▶ _AVAILABLE DATA_:
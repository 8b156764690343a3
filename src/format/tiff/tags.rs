//! TIFF vocabulary: field types, tag IDs, compression codes.
//!
//! Shared by the parsers and the OME-TIFF writer. Only the subset of TIFF
//! that slide files actually use is defined; unknown tags and types are
//! skipped during parsing rather than treated as errors, since scanners
//! pack plenty of private tags into their files.

/// Data type of an IFD entry's value.
///
/// TIFF defines more (SBYTE, FLOAT, DOUBLE, ...) that never show up in
/// slide files or in anything this crate writes.
#[derive(Debug, Clone, Copy, PartialEq, Eq)]
#[repr(u16)]
pub enum FieldType {
    /// Unsigned 8-bit integer.
    Byte = 1,

    /// 7-bit ASCII, NUL-terminated.
    Ascii = 2,

    /// Unsigned 16-bit integer.
    Short = 3,

    /// Unsigned 32-bit integer.
    Long = 4,

    /// Two u32s, numerator then denominator.
    Rational = 5,

    /// Opaque bytes (JPEGTables uses this).
    Undefined = 7,

    /// Unsigned 64-bit integer, BigTIFF only.
    Long8 = 16,
}

impl FieldType {
    const ALL: [FieldType; 7] = [
        FieldType::Byte,
        FieldType::Ascii,
        FieldType::Short,
        FieldType::Long,
        FieldType::Rational,
        FieldType::Undefined,
        FieldType::Long8,
    ];

    /// Size of one element of this type in bytes. Drives array sizing and
    /// the inline-vs-offset decision.
    #[inline]
    pub const fn size_in_bytes(self) -> usize {
        match self {
            FieldType::Byte | FieldType::Ascii | FieldType::Undefined => 1,
            FieldType::Short => 2,
            FieldType::Long => 4,
            FieldType::Rational | FieldType::Long8 => 8,
        }
    }

    /// Look up a type by its wire value; `None` for types this crate does
    /// not handle.
    pub fn from_u16(value: u16) -> Option<Self> {
        Self::ALL.into_iter().find(|t| *t as u16 == value)
    }

    /// Bytes available for inline values in a classic TIFF entry.
    pub const INLINE_THRESHOLD_TIFF: usize = 4;

    /// Bytes available for inline values in a BigTIFF entry.
    pub const INLINE_THRESHOLD_BIGTIFF: usize = 8;

    /// Whether `count` values of this type fit in the entry's value field
    /// instead of behind an offset.
    #[inline]
    pub fn fits_inline(self, count: u64, is_bigtiff: bool) -> bool {
        let threshold = if is_bigtiff {
            Self::INLINE_THRESHOLD_BIGTIFF
        } else {
            Self::INLINE_THRESHOLD_TIFF
        };
        self.size_in_bytes() as u64 * count <= threshold as u64
    }
}

/// The tag IDs this crate reads or writes, in numeric order.
///
/// Covers image structure, strip detection (strips are grounds for
/// rejection), tile placement, resolution metadata, the SubIFDs chain the
/// OME-TIFF writer emits, and the SVS JPEGTables mechanism.
#[derive(Debug, Clone, Copy, PartialEq, Eq, Hash)]
#[repr(u16)]
pub enum TiffTag {
    /// Subfile category; bit 0 marks reduced-resolution pyramid pages.
    NewSubfileType = 254,

    /// Image width in pixels.
    ImageWidth = 256,

    /// Image height in pixels.
    ImageLength = 257,

    /// Bits per channel.
    BitsPerSample = 258,

    /// Compression code; see [`Compression`].
    Compression = 259,

    /// Color model (RGB, YCbCr, grayscale, ...).
    PhotometricInterpretation = 262,

    /// Free-form description. SVS packs its vendor metadata here; the
    /// OME-TIFF writer puts the OME-XML document here.
    ImageDescription = 270,

    /// Strip placement; its presence (without tiles) marks a file this
    /// crate cannot read.
    StripOffsets = 273,

    /// Channels per pixel.
    SamplesPerPixel = 277,

    /// Rows per strip; strip organization marker.
    RowsPerStrip = 278,

    /// Strip lengths; strip organization marker.
    StripByteCounts = 279,

    /// Pixels per resolution unit, X axis.
    XResolution = 282,

    /// Pixels per resolution unit, Y axis.
    YResolution = 283,

    /// Chunky vs planar channel layout.
    PlanarConfiguration = 284,

    /// Meaning of the resolution rationals (2 = inch, 3 = centimeter).
    ResolutionUnit = 296,

    /// Writing software name and version.
    Software = 305,

    /// Tile width in pixels.
    TileWidth = 322,

    /// Tile height in pixels.
    TileLength = 323,

    /// File offset of each tile's payload.
    TileOffsets = 324,

    /// Length of each tile's payload.
    TileByteCounts = 325,

    /// Offsets of reduced-resolution sub-IFDs hanging off a main page.
    SubIFDs = 330,

    /// Shared quantization/Huffman tables for abbreviated JPEG tiles.
    JpegTables = 347,

    /// YCbCr chroma subsampling factors.
    YCbCrSubSampling = 530,
}

impl TiffTag {
    const ALL: [TiffTag; 23] = [
        TiffTag::NewSubfileType,
        TiffTag::ImageWidth,
        TiffTag::ImageLength,
        TiffTag::BitsPerSample,
        TiffTag::Compression,
        TiffTag::PhotometricInterpretation,
        TiffTag::ImageDescription,
        TiffTag::StripOffsets,
        TiffTag::SamplesPerPixel,
        TiffTag::RowsPerStrip,
        TiffTag::StripByteCounts,
        TiffTag::XResolution,
        TiffTag::YResolution,
        TiffTag::PlanarConfiguration,
        TiffTag::ResolutionUnit,
        TiffTag::Software,
        TiffTag::TileWidth,
        TiffTag::TileLength,
        TiffTag::TileOffsets,
        TiffTag::TileByteCounts,
        TiffTag::SubIFDs,
        TiffTag::JpegTables,
        TiffTag::YCbCrSubSampling,
    ];

    /// Look up a tag by its wire value; `None` for tags this crate
    /// ignores.
    pub fn from_u16(value: u16) -> Option<Self> {
        Self::ALL.into_iter().find(|t| *t as u16 == value)
    }

    /// Numeric tag ID.
    #[inline]
    pub const fn as_u16(self) -> u16 {
        self as u16
    }
}

/// ResolutionUnit value for centimeters.
pub const RESOLUTION_UNIT_CM: u16 = 3;

/// ResolutionUnit value for inches.
pub const RESOLUTION_UNIT_INCH: u16 = 2;

/// Compression codes seen in slide files.
///
/// Decodable: [`Jpeg`](Compression::Jpeg), the two Aperio JPEG 2000
/// variants, and [`None`](Compression::None). The rest are recognized so
/// validation can reject them by name.
#[derive(Debug, Clone, Copy, PartialEq, Eq)]
#[repr(u16)]
pub enum Compression {
    /// Raw pixel data.
    None = 1,

    /// LZW; no decoder here.
    Lzw = 5,

    /// Original TIFF JPEG scheme; long deprecated, no decoder.
    OldJpeg = 6,

    /// Baseline JPEG.
    Jpeg = 7,

    /// Deflate/zlib; no decoder here.
    Deflate = 8,

    /// Adobe's Deflate code; no decoder here.
    AdobeDeflate = 32946,

    /// Aperio JPEG 2000, YCbCr colorspace.
    Jpeg2000Ycbcr = 33003,

    /// Aperio JPEG 2000, RGB colorspace.
    Jpeg2000Rgb = 33005,
}

impl Compression {
    const ALL: [Compression; 8] = [
        Compression::None,
        Compression::Lzw,
        Compression::OldJpeg,
        Compression::Jpeg,
        Compression::Deflate,
        Compression::AdobeDeflate,
        Compression::Jpeg2000Ycbcr,
        Compression::Jpeg2000Rgb,
    ];

    /// Look up a code's enum value; `None` for codes not recognized at
    /// all.
    pub fn from_u16(value: u16) -> Option<Self> {
        Self::ALL.into_iter().find(|c| *c as u16 == value)
    }

    /// Whether tiles with this compression can be decoded here.
    #[inline]
    pub const fn is_supported(self) -> bool {
        matches!(
            self,
            Compression::None
                | Compression::Jpeg
                | Compression::Jpeg2000Ycbcr
                | Compression::Jpeg2000Rgb
        )
    }

    /// Whether this is one of the JPEG 2000 variants.
    #[inline]
    pub const fn is_jpeg2000(self) -> bool {
        matches!(self, Compression::Jpeg2000Ycbcr | Compression::Jpeg2000Rgb)
    }

    /// Numeric compression code.
    #[inline]
    pub const fn as_u16(self) -> u16 {
        self as u16
    }

    /// Name for error messages and the `info` command.
    pub const fn name(self) -> &'static str {
        match self {
            Compression::None => "None",
            Compression::Lzw => "LZW",
            Compression::OldJpeg => "Old JPEG",
            Compression::Jpeg => "JPEG",
            Compression::Deflate => "Deflate",
            Compression::AdobeDeflate => "Adobe Deflate",
            Compression::Jpeg2000Ycbcr => "JPEG 2000 (YCbCr)",
            Compression::Jpeg2000Rgb => "JPEG 2000 (RGB)",
        }
    }
}
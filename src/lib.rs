//! # wsitk-utils
//!
//! Conversion utilities for Whole Slide Images (WSI) used in digital
//! pathology pipelines.
//!
//! This library reads pyramidal slide files (Aperio SVS and generic tiled
//! TIFF/BigTIFF) with native parsers and converts them to analysis-friendly
//! formats: pyramidal Zarr v2 stores and OME-TIFF files.
//!
//! ## Features
//!
//! - **Native slide parsing**: TIFF/BigTIFF structure, SVS metadata, JPEG
//!   and JPEG 2000 tile payloads, without an OpenSlide dependency
//! - **Range-based reading**: Fetches only the bytes each tile needs, with
//!   block and decoded-tile caching on top
//! - **Zarr export**: Pyramid levels as uncompressed `uint8` YXC arrays
//!   with slide metadata in the group attributes
//! - **OME-TIFF export**: Plane-separated, JPEG-compressed, tiled BigTIFF
//!   pyramids with an OME-XML description
//! - **Cropping**: Explicit crop rectangles or automatic tissue cropping
//!   when the scanner recorded a region of interest
//!
//! ## Architecture
//!
//! The library is organized into several modules:
//!
//! - [`io`] - I/O layer with file range reader and block caching
//! - [`mod@format`] - TIFF/SVS parsers and JPEG handling
//! - [`slide`] - Slide handle, metadata summary, and region reads
//! - [`tile`] - Tile decoding, encoding, and caching
//! - [`zarr`] - Zarr v2 store writer
//! - [`ome`] - OME-XML builder and OME-TIFF writer
//! - [`convert`] - Conversion pipelines tying the layers together
//! - [`config`] - CLI and configuration types
//!
//! ## Example
//!
//! ```rust,no_run
//! use wsitk_utils::{convert_to_zarr, CropMode, Slide, ZarrConvertOptions};
//!
//! #[tokio::main]
//! async fn main() -> Result<(), Box<dyn std::error::Error>> {
//!     let slide = Slide::open("slides/sample.svs").await?;
//!
//!     let options = ZarrConvertOptions {
//!         crop: CropMode::Full,
//!         ..Default::default()
//!     };
//!     let store = convert_to_zarr(&slide, "out/sample".as_ref(), &options).await?;
//!     println!("wrote {}", store.display());
//!     Ok(())
//! }
//! ```

pub mod config;
pub mod convert;
pub mod error;
pub mod format;
pub mod io;
pub mod ome;
pub mod slide;
pub mod tile;
pub mod zarr;

// Re-export commonly used types
pub use config::{Cli, Command, InfoArgs, ToOmeTiffArgs, ToZarrArgs};
pub use convert::{
    convert_to_ome_tiff, convert_to_zarr, resolve_crop, CropMode, OmeTiffConvertOptions,
    ZarrConvertOptions, DEFAULT_BAND_SIZE,
};
pub use error::{ConvertError, FormatError, IoError, OmeError, TiffError, TileError, ZarrError};
pub use format::tiff::{
    parse_u32_array, parse_u64_array, validate_level, validate_pyramid, ByteOrder, Compression,
    FieldType, Ifd, IfdEntry, PyramidLevel, TiffHeader, TiffPyramid, TiffTag, TileData,
    ValidationError, ValidationResult, ValueReader, BIGTIFF_HEADER_SIZE, TIFF_HEADER_SIZE,
};
pub use format::{detect_format, is_tiff_header, SlideFormat};
pub use format::{
    is_abbreviated_stream, is_complete_stream, merge_jpeg_tables, prepare_tile_jpeg,
    GenericTiffLevelData, GenericTiffReader, SvsLevelData, SvsMetadata, SvsReader,
};
pub use io::{BlockCache, FileRangeReader, RangeReader};
pub use ome::{build_ome_xml, OmeImageInfo, OmeTiffOptions, OmeTiffWriter, DEFAULT_TILE_SIZE};
pub use slide::{read_region, read_region_scaled, LevelInfo, Region, Slide, SlideInfo, SlideReader};
pub use tile::{
    clamp_quality, decode_tile, white_tile, JpegTileEncoder, TileCache,
    TileCacheKey, DEFAULT_JPEG_QUALITY, DEFAULT_TILE_CACHE_CAPACITY, MAX_JPEG_QUALITY,
    MIN_JPEG_QUALITY,
};
pub use zarr::{ArrayMetadata, GroupMetadata, PyramidAttrs, ZarrArrayWriter, ZarrGroup};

▶ _EXERCISE GOAL_: Give the number of lines in the records above that contain the word "BitsPerSample". Reply with that number alone.

▶ _RESPONSE AREA_: 2